== Data provided
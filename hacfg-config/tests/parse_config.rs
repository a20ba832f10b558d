//! End-to-end parsing scenarios

use hacfg_config::{load, parse, render, BuildError, LoadError};
use hacfg_core::{Bind, Configuration, Frontend, Line, PasswordType, SectionKind, Server};

const SAMPLE: &str = r#"# Sample load balancer
global
    log 127.0.0.1 local0
    maxconn 4096
    user haproxy
    daemon

defaults
    log global
    mode http
    option httplog
    option dontlognull
    retries 3
    timeout connect 5000
    timeout client  50000
    timeout server  50000
    errorfile 503 /etc/haproxy/errors/503.http

userlist admins
    group ops users alice,bob
    user alice insecure-password hunter2 groups ops
    user bob password $6$salt$hash

listen stats 0.0.0.0:8404
    stats enable
    stats uri /stats

frontend www
    bind *:80
    bind *:443 ssl crt /etc/ssl/site.pem
    acl is_api path_beg /api
    acl is_static path_end .css .js
    use_backend api if is_api
    use_backend static unless !is_static
    default_backend web

backend web
    balance roundrobin
    server web1 10.0.0.1:8080 check inter 2000
    server web2 10.0.0.2:8080 check backup

backend api
    option httpchk GET /health
    server api1 api.internal:9000 check

backend static
    server cdn 10.0.1.5
"#;

fn sample() -> Configuration {
    load(SAMPLE).unwrap()
}

#[test]
fn test_section_counts() {
    let config = sample();
    assert!(config.global.is_some());
    assert_eq!(config.defaults.len(), 1);
    assert_eq!(config.userlists.len(), 1);
    assert_eq!(config.listens.len(), 1);
    assert_eq!(config.frontends.len(), 1);
    assert_eq!(config.backends.len(), 3);
    assert_eq!(config.section_count(), 8);
}

#[test]
fn test_line_counts_match_source() {
    let config = sample();
    assert_eq!(config.global().unwrap().block.len(), 4);
    assert_eq!(config.defaults[0].block.len(), 10);
    assert_eq!(config.frontends[0].block.len(), 7);
    assert_eq!(config.backends[0].block.servers().count(), 2);
}

#[test]
fn test_defaults_keywords() {
    let config = sample();
    let block = &config.defaults[0].block;
    assert_eq!(block.config("timeout client").unwrap().value, "50000");
    assert_eq!(block.config("errorfile 503").unwrap().value, "/etc/haproxy/errors/503.http");
    assert_eq!(block.options().count(), 2);
    assert!(block.option("dontlognull").is_some());
}

#[test]
fn test_frontend_routing() {
    let config = sample();
    let frontend = config.frontend("www").unwrap();
    assert_eq!(frontend.host, "*");
    assert_eq!(frontend.port, "80");

    let binds: Vec<&Bind> = frontend.block.binds().collect();
    assert_eq!(binds[1].attributes, ["ssl", "crt", "/etc/ssl/site.pem"]);

    let fallback = frontend.block.use_backend("static").unwrap();
    assert_eq!(fallback.operator, "unless");
    assert_eq!(fallback.condition, "!is_static");
    assert_eq!(frontend.block.default_backend().unwrap().backend_name, "web");
    assert_eq!(frontend.block.acl("is_static").unwrap().value, "path_end .css .js");
}

#[test]
fn test_listen_header_address() {
    let config = sample();
    let stats = config.listen("stats").unwrap();
    assert_eq!(stats.host, "0.0.0.0");
    assert_eq!(stats.port, "8404");
    assert_eq!(stats.block.configs().count(), 2);
}

#[test]
fn test_servers() {
    let config = sample();
    let api = config.backend("api").unwrap();
    let server = api.block.server("api1").unwrap();
    assert_eq!(server.host, "api.internal");
    assert_eq!(server.port, "9000");

    let cdn = config.backend("static").unwrap().block.server("cdn").unwrap();
    assert_eq!(cdn.host, "10.0.1.5");
    assert_eq!(cdn.port, "");
    assert!(cdn.attributes.is_empty());
}

#[test]
fn test_userlist() {
    let config = sample();
    let admins = config.userlist("admins").unwrap();
    assert_eq!(admins.block.group("ops").unwrap().user_names, ["alice", "bob"]);
    assert_eq!(admins.block.user("bob").unwrap().password_type, PasswordType::Password);
    assert_eq!(admins.block.user("bob").unwrap().password, "$6$salt$hash");
}

#[test]
fn test_render_reparses_to_same_model() {
    let config = sample();
    let again = load(&render(&config)).unwrap();
    assert_eq!(again, config);
}

#[test]
fn test_rendered_text_is_stable() {
    let first = render(&sample());
    let second = render(&load(&first).unwrap());
    assert_eq!(first, second);
}

#[test]
fn test_edit_and_render() {
    let mut config = sample();
    let web = config.backend_mut("web").unwrap();
    web.block.remove_server("web2");
    web.block
        .add_server(Server::new("web3", "10.0.0.3", "8080").with_attribute("check"));

    let mut frontend = Frontend::new("admin", "127.0.0.1", "9000");
    frontend.block.push(Line::from(Bind::new("127.0.0.1", "9000")));
    config.add_frontend(frontend);

    let text = render(&config);
    assert!(text.contains("    server web3 10.0.0.3:8080 check\n"));
    assert!(!text.contains("web2"));
    assert!(text.contains("frontend admin\n    bind 127.0.0.1:9000\n"));
}

#[test]
fn test_parse_error_message() {
    let err = parse("# header\n\nfronted www\n").unwrap_err();
    assert_eq!(err.line, 3);
    assert_eq!(err.column, 1);
    let message = err.to_string();
    assert!(message.starts_with("Line 3: expected "));
    assert!(message.ends_with("\nfronted www\n^"));
}

#[test]
fn test_trailing_garbage_position() {
    let err = parse("backend app\n    server web1 10.0.0.1:80\n    %%\n").unwrap_err();
    assert_eq!(err.line, 3);
    assert_eq!(err.column, 5);
}

#[test]
fn test_frontend_without_address() {
    let err = load("frontend www\n    mode http\n").unwrap_err();
    match err {
        LoadError::Build(BuildError::MissingAddress { section, name }) => {
            assert_eq!(section, SectionKind::Frontend);
            assert_eq!(name, "www");
        }
        other => panic!("unexpected error: {other}"),
    }
}
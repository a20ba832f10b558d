//! Builder for the configuration model
//!
//! Walks a parse [`Document`] and produces a [`Configuration`].

use crate::parser::{Document, Node, NodeKind};
use hacfg_core::config::{
    Acl, Backend, Bind, Config, Configuration, Defaults, Frontend, Global, Group, Line, LineBlock,
    Listen, OptionLine, PasswordType, SectionKind, Server, UseBackend, User, Userlist,
};
use thiserror::Error;

/// Builder errors
#[derive(Debug, Clone, PartialEq, Eq, Error)]
pub enum BuildError {
    #[error("{section} '{name}' has no address: expected one in its header or a bind line")]
    MissingAddress { section: SectionKind, name: String },
}

type BuildResult<T> = Result<T, BuildError>;

/// Build the configuration model from a parsed document
pub fn build(document: &Document) -> BuildResult<Configuration> {
    let builder = Builder { doc: document };
    let mut config = Configuration::new();

    for section in document.sections() {
        builder.section(section, &mut config)?;
    }

    tracing::debug!(
        "Built {} section(s) with {} line(s)",
        config.section_count(),
        config.line_count()
    );
    Ok(config)
}

struct Builder<'a> {
    doc: &'a Document,
}

impl<'a> Builder<'a> {
    fn section(&self, node: &Node, config: &mut Configuration) -> BuildResult<()> {
        let header = node.children.first();
        let name = header.map_or("", |h| self.text_of(h, NodeKind::ProxyName));
        let block = self.block(node);

        tracing::trace!("Building {:?} '{}' ({} line(s))", node.kind, name, block.len());

        match node.kind {
            NodeKind::GlobalSection => match config.global.as_mut() {
                Some(global) => {
                    tracing::trace!("Merging repeated global section");
                    global.block.lines_mut().extend(block.lines().iter().cloned());
                }
                None => {
                    config.set_global(Global { block });
                }
            },
            NodeKind::DefaultsSection => {
                let mut defaults = Defaults::new(name);
                defaults.block = block;
                config.add_defaults(defaults);
            }
            NodeKind::UserlistSection => {
                let mut userlist = Userlist::new(name);
                userlist.block = block;
                config.add_userlist(userlist);
            }
            NodeKind::ListenSection => {
                let (host, port) = self.proxy_address(header, &block, SectionKind::Listen, name)?;
                let mut listen = Listen::new(name, host, port);
                listen.block = block;
                config.add_listen(listen);
            }
            NodeKind::FrontendSection => {
                let (host, port) =
                    self.proxy_address(header, &block, SectionKind::Frontend, name)?;
                let mut frontend = Frontend::new(name, host, port);
                frontend.block = block;
                config.add_frontend(frontend);
            }
            NodeKind::BackendSection => {
                let mut backend = Backend::new(name);
                backend.block = block;
                config.add_backend(backend);
            }
            _ => {}
        }
        Ok(())
    }

    /// Header address when present, otherwise the first bind line
    fn proxy_address(
        &self,
        header: Option<&Node>,
        block: &LineBlock,
        section: SectionKind,
        name: &str,
    ) -> BuildResult<(String, String)> {
        let from_header = header
            .and_then(|h| h.find(NodeKind::ServiceAddress))
            .filter(|address| !address.is_empty())
            .map(|address| self.address(address));
        if let Some(address) = from_header {
            return Ok(address);
        }

        block
            .binds()
            .next()
            .map(|bind| (bind.host.clone(), bind.port.clone()))
            .ok_or_else(|| BuildError::MissingAddress {
                section,
                name: name.to_string(),
            })
    }

    fn block(&self, section: &Node) -> LineBlock {
        section
            .find(NodeKind::ConfigBlock)
            .map(|block| {
                block
                    .named_children()
                    .into_iter()
                    .filter_map(|line| self.line(line))
                    .collect()
            })
            .unwrap_or_default()
    }

    fn line(&self, node: &Node) -> Option<Line> {
        let line: Line = match node.kind {
            NodeKind::ConfigLine => Config::new(
                normalize_keyword(self.text_of(node, NodeKind::Keyword)),
                self.value(node),
            )
            .into(),
            NodeKind::OptionLine => OptionLine::new(
                normalize_keyword(self.text_of(node, NodeKind::Keyword)),
                self.value(node),
            )
            .into(),
            NodeKind::ServerLine => {
                let (host, port) = self.line_address(node);
                Server {
                    name: self.text_of(node, NodeKind::ServerName).to_string(),
                    host,
                    port,
                    attributes: split_attributes(&self.value(node)),
                }
                .into()
            }
            NodeKind::BindLine => {
                let (host, port) = self.line_address(node);
                Bind {
                    host,
                    port,
                    attributes: split_attributes(&self.value(node)),
                }
                .into()
            }
            NodeKind::AclLine => {
                Acl::new(self.text_of(node, NodeKind::AclName), self.value(node)).into()
            }
            NodeKind::BackendLine => {
                let is_default = self.text_of(node, NodeKind::BackendType) == "default_backend";
                UseBackend {
                    backend_name: self.text_of(node, NodeKind::BackendName).to_string(),
                    operator: self.text_of(node, NodeKind::Operator).to_string(),
                    condition: self.text_of(node, NodeKind::BackendCondition).trim().to_string(),
                    is_default,
                }
                .into()
            }
            NodeKind::GroupLine => Group {
                name: self.text_of(node, NodeKind::GroupName).to_string(),
                user_names: split_names(&self.value(node)),
            }
            .into(),
            NodeKind::UserLine => User {
                name: self.text_of(node, NodeKind::UserName).to_string(),
                password: self.text_of(node, NodeKind::Password).to_string(),
                password_type: PasswordType::from_keyword(
                    self.text_of(node, NodeKind::PasswordType),
                )
                .unwrap_or_default(),
                group_names: split_names(&self.value(node)),
            }
            .into(),
            // Comments and blank lines are not part of the model
            _ => return None,
        };
        Some(line)
    }

    fn line_address(&self, line: &Node) -> (String, String) {
        line.find(NodeKind::ServiceAddress)
            .map(|address| self.address(address))
            .unwrap_or_default()
    }

    fn address(&self, address: &Node) -> (String, String) {
        (
            self.text_of(address, NodeKind::Host).to_string(),
            self.text_of(address, NodeKind::Port).to_string(),
        )
    }

    /// Trimmed trailing value of a line
    fn value(&self, node: &Node) -> String {
        self.text_of(node, NodeKind::Value).trim().to_string()
    }

    /// Text of the first `kind` child, empty when absent
    fn text_of(&self, node: &Node, kind: NodeKind) -> &'a str {
        node.find(kind).map_or("", |child| self.doc.node_text(child))
    }
}

/// `timeout   connect` -> `timeout connect`
fn normalize_keyword(keyword: &str) -> String {
    keyword.split_whitespace().collect::<Vec<_>>().join(" ")
}

fn split_attributes(value: &str) -> Vec<String> {
    value.split_whitespace().map(str::to_string).collect()
}

/// Comma separated user or group names
fn split_names(value: &str) -> Vec<String> {
    value
        .split(',')
        .map(str::trim)
        .filter(|name| !name.is_empty())
        .map(str::to_string)
        .collect()
}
====
## To do
The lines that mention the word "find" should be pulled from the records above.

## Solution
            .and_then(|h| h.find(NodeKind::ServiceAddress))
            .find(NodeKind::ConfigBlock)
        line.find(NodeKind::ServiceAddress)
        node.find(kind).map_or("", |child| self.doc.node_text(child))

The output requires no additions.